(Records contained in a dataset)
//! Command implementations.

pub mod report;
use super::common;
use go_test_html_report::config::{ConfigLayer, ReportConfig};
use go_test_html_report::decode::decode_event;
use go_test_html_report::format::DocumentTemplate;
use go_test_html_report::{ReportError, StructuredError};
use insta::assert_snapshot;
use std::io;

/// Plain-text rendering with any third-party message replaced by `<source>`.
fn human(err: &ReportError) -> String {
    let structured = StructuredError::from_error(err);
    let mut text = format!("[{}]\n{}", structured.code.as_str(), structured.to_human(false));

    let source = match err {
        ReportError::Template(e) => Some(e.to_string()),
        ReportError::Render(e) => Some(e.to_string()),
        ReportError::Yaml(e) => Some(e.to_string()),
        _ => None,
    };
    if let Some(source) = source {
        text = text.replacen(&source, "<source>", 1);
    }
    text
}

#[test]
fn snapshot_human_error_messages() {
    let _log = common::test_log("snapshot_human_error_messages");

    let mut empty_marker = ConfigLayer::default();
    empty_marker.insert("marker", "");

    let errors = vec![
        decode_event("=== RUN   TestA", 8).expect_err("decode"),
        ReportError::EmptyInput,
        ReportError::Integrity {
            package: "TestQuiet".to_string(),
        },
        DocumentTemplate::parse("<p>{{test_date</p>").expect_err("unterminated"),
        DocumentTemplate::parse("<p>{{{html_elements}}} {{os}}</p>").expect_err("unknown slot"),
        DocumentTemplate::parse("<p>{{{html_elements}}}</p>").expect_err("missing slot"),
        ReportConfig::from_layer(&empty_marker).expect_err("empty marker"),
        ConfigLayer::from_yaml_str("marker: [unclosed\n").expect_err("bad yaml"),
        ReportError::Io(io::Error::new(io::ErrorKind::BrokenPipe, "broken pipe")),
        ReportError::io_at(
            "absent.json",
            io::Error::new(io::ErrorKind::NotFound, "not found"),
        ),
    ];

    let messages = errors.iter().map(human).collect::<Vec<_>>().join("\n\n");
    assert_snapshot!("human_error_messages", messages);
}
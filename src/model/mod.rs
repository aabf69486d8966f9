//! Core data types for `go_test_html_report`.
//!
//! This module defines the types that flow through the pipeline:
//! - `Event` - One decoded `go test -json` line
//! - `SubtestPayload` - Structured outcome embedded in an event's output
//! - `PackageSummary` - Terminal state of a package, with running counts
//! - `TestRecord` / `TestOverview` - The package → subtest tree
//! - `Summary` - Everything the renderer needs

use chrono::{DateTime, Utc};
use serde::{Deserialize, Deserializer};
use std::collections::BTreeMap;
use std::fmt;

/// Deserialize `null` as the type's default.
///
/// `go test -json` writes `null` for some absent fields; those must not
/// reject the whole line.
fn nullable<'de, D, T>(deserializer: D) -> Result<T, D::Error>
where
    D: Deserializer<'de>,
    T: Default + Deserialize<'de>,
{
    Ok(Option::<T>::deserialize(deserializer)?.unwrap_or_default())
}

/// Phase or outcome marker carried by an event.
#[derive(Debug, Clone, PartialEq, Eq, Hash, Default, Deserialize)]
#[serde(from = "String")]
pub enum Action {
    Run,
    Pass,
    Fail,
    Skip,
    Output,
    /// Any other action (`start`, `pause`, `cont`, `bench`, ...), kept verbatim.
    Other(String),
    #[default]
    None,
}

impl Action {
    #[must_use]
    pub fn as_str(&self) -> &str {
        match self {
            Self::Run => "run",
            Self::Pass => "pass",
            Self::Fail => "fail",
            Self::Skip => "skip",
            Self::Output => "output",
            Self::Other(value) => value,
            Self::None => "",
        }
    }

    /// The outcome this action terminates with, if it is `pass`, `fail` or `skip`.
    #[must_use]
    pub const fn terminal_outcome(&self) -> Option<Outcome> {
        match self {
            Self::Pass => Some(Outcome::Pass),
            Self::Fail => Some(Outcome::Fail),
            Self::Skip => Some(Outcome::Skip),
            _ => None,
        }
    }
}

impl From<String> for Action {
    fn from(value: String) -> Self {
        match value.as_str() {
            "run" => Self::Run,
            "pass" => Self::Pass,
            "fail" => Self::Fail,
            "skip" => Self::Skip,
            "output" => Self::Output,
            "" => Self::None,
            _ => Self::Other(value),
        }
    }
}

impl fmt::Display for Action {
    fn fmt(&self, f: &mut fmt::Formatter<'_>) -> fmt::Result {
        write!(f, "{}", self.as_str())
    }
}

/// One line of a `go test -json` log.
///
/// Every field is optional on the wire; missing fields take their zero value.
#[derive(Debug, Clone, PartialEq, Default, Deserialize)]
pub struct Event {
    #[serde(rename = "Time", alias = "time", default, deserialize_with = "nullable")]
    pub timestamp: DateTime<Utc>,
    #[serde(rename = "Action", alias = "action", default, deserialize_with = "nullable")]
    pub action: Action,
    #[serde(rename = "Package", alias = "package", default, deserialize_with = "nullable")]
    pub package: String,
    #[serde(rename = "Test", alias = "test", default, deserialize_with = "nullable")]
    pub test: String,
    #[serde(rename = "Output", alias = "output", default, deserialize_with = "nullable")]
    pub output: String,
    /// Seconds; only meaningful on terminal package-level events.
    #[serde(rename = "Elapsed", alias = "elapsed", default, deserialize_with = "nullable")]
    pub elapsed: f64,
}

impl Event {
    /// Package-level events have no test name.
    #[must_use]
    pub fn is_package_level(&self) -> bool {
        self.test.is_empty()
    }
}

/// Terminal outcome of a package run.
#[derive(Debug, Clone, Copy, PartialEq, Eq, Hash)]
pub enum Outcome {
    Pass,
    Fail,
    Skip,
}

impl Outcome {
    #[must_use]
    pub const fn as_str(&self) -> &'static str {
        match self {
            Self::Pass => "pass",
            Self::Fail => "fail",
            Self::Skip => "skip",
        }
    }
}

impl fmt::Display for Outcome {
    fn fmt(&self, f: &mut fmt::Formatter<'_>) -> fmt::Result {
        write!(f, "{}", self.as_str())
    }
}

/// Recognized states of an embedded subtest payload.
#[derive(Debug, Clone, Copy, PartialEq, Eq, Hash)]
pub enum SubtestState {
    Passed,
    Failed,
    Skipped,
}

impl SubtestState {
    /// Parse a payload state. Unrecognized states yield `None`.
    #[must_use]
    pub fn parse(value: &str) -> Option<Self> {
        match value {
            "passed" => Some(Self::Passed),
            "failed" => Some(Self::Failed),
            "skipped" => Some(Self::Skipped),
            _ => None,
        }
    }

    #[must_use]
    pub const fn as_str(&self) -> &'static str {
        match self {
            Self::Passed => "passed",
            Self::Failed => "failed",
            Self::Skipped => "skipped",
        }
    }
}

impl fmt::Display for SubtestState {
    fn fmt(&self, f: &mut fmt::Formatter<'_>) -> fmt::Result {
        write!(f, "{}", self.as_str())
    }
}

/// Subtest outcome embedded as JSON in an event's output.
#[derive(Debug, Clone, PartialEq, Default, Deserialize)]
pub struct SubtestPayload {
    #[serde(rename = "State", alias = "state", default, deserialize_with = "nullable")]
    pub state: String,
    #[serde(rename = "Name", alias = "name", default, deserialize_with = "nullable")]
    pub name: String,
    #[serde(rename = "Type", alias = "type", default, deserialize_with = "nullable")]
    pub kind: String,
    /// Nanoseconds.
    #[serde(rename = "Time", alias = "time", default, deserialize_with = "nullable")]
    pub time: f64,
}

/// Nanoseconds per minute.
pub const NANOS_PER_MINUTE: f64 = 1000.0 * 1000.0 * 1000.0 * 60.0;

impl SubtestPayload {
    /// Elapsed time in minutes.
    #[must_use]
    pub fn elapsed_minutes(&self) -> f64 {
        self.time / NANOS_PER_MINUTE
    }
}

/// Cumulative subtest tallies.
#[derive(Debug, Clone, Copy, PartialEq, Eq, Default)]
pub struct RunCounts {
    pub failed: usize,
    pub passed: usize,
    pub skipped: usize,
}

impl RunCounts {
    pub fn record(&mut self, state: SubtestState) {
        match state {
            SubtestState::Failed => self.failed += 1,
            SubtestState::Passed => self.passed += 1,
            SubtestState::Skipped => self.skipped += 1,
        }
    }

    #[must_use]
    pub const fn total(&self) -> usize {
        self.failed + self.passed + self.skipped
    }
}

/// Terminal state of one package.
///
/// `counts` is a snapshot of the run-wide counters taken when the package
/// reported, so it includes subtests of every package seen before it.
#[derive(Debug, Clone, PartialEq)]
pub struct PackageSummary {
    pub name: String,
    pub elapsed_minutes: f64,
    pub status: Outcome,
    pub counts: RunCounts,
}

/// One subtest result.
#[derive(Debug, Clone, PartialEq)]
pub struct TestRecord {
    pub package: String,
    pub name: String,
    pub elapsed_minutes: f64,
    pub status: SubtestState,
}

/// All subtests reported under one package, plus a derived header.
#[derive(Debug, Clone, PartialEq)]
pub struct TestOverview {
    pub header: TestRecord,
    pub test_cases: Vec<TestRecord>,
}

impl TestOverview {
    /// Group `test_cases` under `package`, sorted by subtest name.
    ///
    /// The header sums subtest time and takes the worst subtest state
    /// (failed, then passed, then skipped).
    #[must_use]
    pub fn new(package: impl Into<String>, mut test_cases: Vec<TestRecord>) -> Self {
        let package = package.into();
        test_cases.sort_by(|a, b| a.name.cmp(&b.name));

        let elapsed_minutes = test_cases.iter().map(|t| t.elapsed_minutes).sum();
        let status = if test_cases.iter().any(|t| t.status == SubtestState::Failed) {
            SubtestState::Failed
        } else if test_cases.iter().any(|t| t.status == SubtestState::Passed) {
            SubtestState::Passed
        } else {
            SubtestState::Skipped
        };

        Self {
            header: TestRecord {
                package: package.clone(),
                name: package,
                elapsed_minutes,
                status,
            },
            test_cases,
        }
    }

    #[must_use]
    pub fn package(&self) -> &str {
        &self.header.package
    }
}

/// Aggregated view of a whole run.
#[derive(Debug, Clone, PartialEq)]
pub struct Summary {
    pub total_test_time: String,
    pub test_date: String,
    pub counts: RunCounts,
    /// Last OS label seen in the output, empty if none.
    pub os_label: String,
    pub packages: BTreeMap<String, PackageSummary>,
    /// One per package in first-seen order.
    pub overviews: Vec<TestOverview>,
}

* _DIRECTIONS_: Figure out the number of lines above in which the string "header" appears. Only the number should be given.

* _TASK RESULT_: 5